When I'm meant to mark low freq. and high freq., do I just mark 1e03
and 1e09?
You shouldn't limit yourself to what the bode plot phase response is limited to. In other words, think outside the box a little.
What point is the -3dB freq?
By definition, the -3dB frequency is when the output power is half the input power.
In decibels that's \$10\log_{10}(0.5)\$ = -3.0103 dB or "-3 dB" for shorthand.
And, half power is when the output voltage has dropped to 0.707107 compared to the input voltage. This is because \$\color{red}{20}\log_{10}(0.707107)\$ = -3.0103 dB.

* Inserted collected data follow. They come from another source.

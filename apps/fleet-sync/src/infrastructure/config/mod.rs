//! Configuration Module
//!
//! Configuration loading and dependency injection for the sync layer.

mod container;
mod settings;

pub use container::SyncContainer;
pub use settings::{
    ConfigError, DEFAULT_ORIGIN, Endpoints, ObservabilitySettings, RestSettings, StreamSettings,
    SyncConfig,
};
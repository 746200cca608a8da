//! Prometheus Metrics Module
//!
//! Exposes synchronization metrics in Prometheus format.
//!
//! # Metrics Categories
//!
//! - **Stream**: Frames received per message type, dropped frames, handler failures
//! - **Connection**: Connected gauge, reconnect attempts, exhausted backoff
//! - **REST**: Requests per operation and outcome, request latency
//!
//! # Integration
//!
//! When a metrics port is configured the exporter serves `/metrics` on it.
//! Without a recorder installed every recording call is a no-op.

use std::net::{Ipv4Addr, SocketAddr};
use std::sync::OnceLock;
use std::time::Duration;

use metrics::{counter, describe_counter, describe_gauge, describe_histogram, gauge, histogram};
use metrics_exporter_prometheus::{BuildError, PrometheusBuilder};

// =============================================================================
// Exporter
// =============================================================================

static EXPORTER_ADDR: OnceLock<SocketAddr> = OnceLock::new();

/// Install the Prometheus recorder and serve `/metrics` on `port`.
///
/// Must be called from within a Tokio runtime. Calling it again after a
/// successful install does nothing.
///
/// # Errors
///
/// Returns an error if the recorder or listener cannot be installed.
pub fn init_metrics(port: u16) -> Result<SocketAddr, BuildError> {
    if let Some(addr) = EXPORTER_ADDR.get() {
        return Ok(*addr);
    }

    let addr = SocketAddr::from((Ipv4Addr::UNSPECIFIED, port));
    PrometheusBuilder::new().with_http_listener(addr).install()?;

    register_metrics();
    tracing::info!(addr = %addr, "Metrics exporter listening");

    Ok(*EXPORTER_ADDR.get_or_init(|| addr))
}

/// Address the exporter listens on, if installed.
#[must_use]
pub fn exporter_addr() -> Option<SocketAddr> {
    EXPORTER_ADDR.get().copied()
}

// =============================================================================
// Metric Registration
// =============================================================================

fn register_metrics() {
    describe_counter!(
        "fleet_sync_stream_frames_received_total",
        "Stream frames decoded, by message type"
    );
    describe_counter!(
        "fleet_sync_stream_frames_dropped_total",
        "Stream frames dropped as malformed, by reason"
    );
    describe_counter!(
        "fleet_sync_handler_failures_total",
        "Subscriber handler failures, by message type"
    );

    describe_gauge!(
        "fleet_sync_stream_connected",
        "1 while the stream socket is open"
    );
    describe_counter!(
        "fleet_sync_stream_errors_total",
        "Stream sessions ended, by cause"
    );
    describe_counter!(
        "fleet_sync_stream_reconnects_total",
        "Stream reconnection attempts scheduled"
    );
    describe_counter!(
        "fleet_sync_stream_reconnects_exhausted_total",
        "Times the reconnect budget ran out"
    );

    describe_counter!(
        "fleet_sync_rest_requests_total",
        "Fleet API requests, by operation and outcome"
    );
    describe_histogram!(
        "fleet_sync_rest_request_duration_seconds",
        "Fleet API request latency"
    );
}

// =============================================================================
// Metric Recording Functions
// =============================================================================

/// Record a decoded stream frame.
pub fn record_frame_received(message_type: &str) {
    counter!(
        "fleet_sync_stream_frames_received_total",
        "message_type" => message_type.to_string()
    )
    .increment(1);
}

/// Record a dropped stream frame.
pub fn record_frame_dropped(reason: &'static str) {
    counter!("fleet_sync_stream_frames_dropped_total", "reason" => reason).increment(1);
}

/// Record handler failures from one dispatch.
pub fn record_handler_failures(message_type: &str, count: usize) {
    counter!(
        "fleet_sync_handler_failures_total",
        "message_type" => message_type.to_string()
    )
    .increment(u64::try_from(count).unwrap_or(u64::MAX));
}

/// Update the connected gauge.
pub fn set_stream_connected(connected: bool) {
    gauge!("fleet_sync_stream_connected").set(if connected { 1.0 } else { 0.0 });
}

/// Record the end of a stream session.
pub fn record_stream_error(kind: &'static str) {
    counter!("fleet_sync_stream_errors_total", "kind" => kind).increment(1);
}

/// Record a scheduled reconnection attempt.
pub fn record_reconnect() {
    counter!("fleet_sync_stream_reconnects_total").increment(1);
}

/// Record that the reconnect budget ran out.
pub fn record_reconnects_exhausted() {
    counter!("fleet_sync_stream_reconnects_exhausted_total").increment(1);
}

/// Record a fleet API request.
pub fn record_rest_request(operation: &'static str, outcome: &'static str, duration: Duration) {
    counter!(
        "fleet_sync_rest_requests_total",
        "operation" => operation,
        "outcome" => outcome
    )
    .increment(1);
    histogram!(
        "fleet_sync_rest_request_duration_seconds",
        "operation" => operation
    )
    .record(duration.as_secs_f64());
}

// =============================================================================
// Tests
// =============================================================================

Note I made the "20" in red to signify the difference when calculating voltage decibels.
And, the "-3 dB" point happens when R = \$X_C\$. Hence: -
$$R = \dfrac{1}{2\pi f C} \hspace{1cm}\text{or}\hspace{1cm} f = \dfrac{1}{2\pi R C}$$
How do I get the roll-off slope - do I just calculate the gradient at
the -3dB point or do I do something else?
The roll-off slope is 20 dB/decade for a single order low pass filter. What does this mean you might ask? It basically means that at a frequency well above the -3 dB point, if frequency rises by (say) ten times, the output amplitude drops by 10 times. Dropping by ten times is a reduction of 20 dB hence, the slope is 20 dB per decade.
You could also say that if the frequency doubles then the amplitude halves and this would imply 6.0205 dB per octave (or 6 dB per octave for shorthand). In other words, we say that this is approximately true: -
6 dB/octave = 20 dB/decade.
The frequency of 1.5915 MHz comes from the R and C used in the question and the formula higher up in this answer.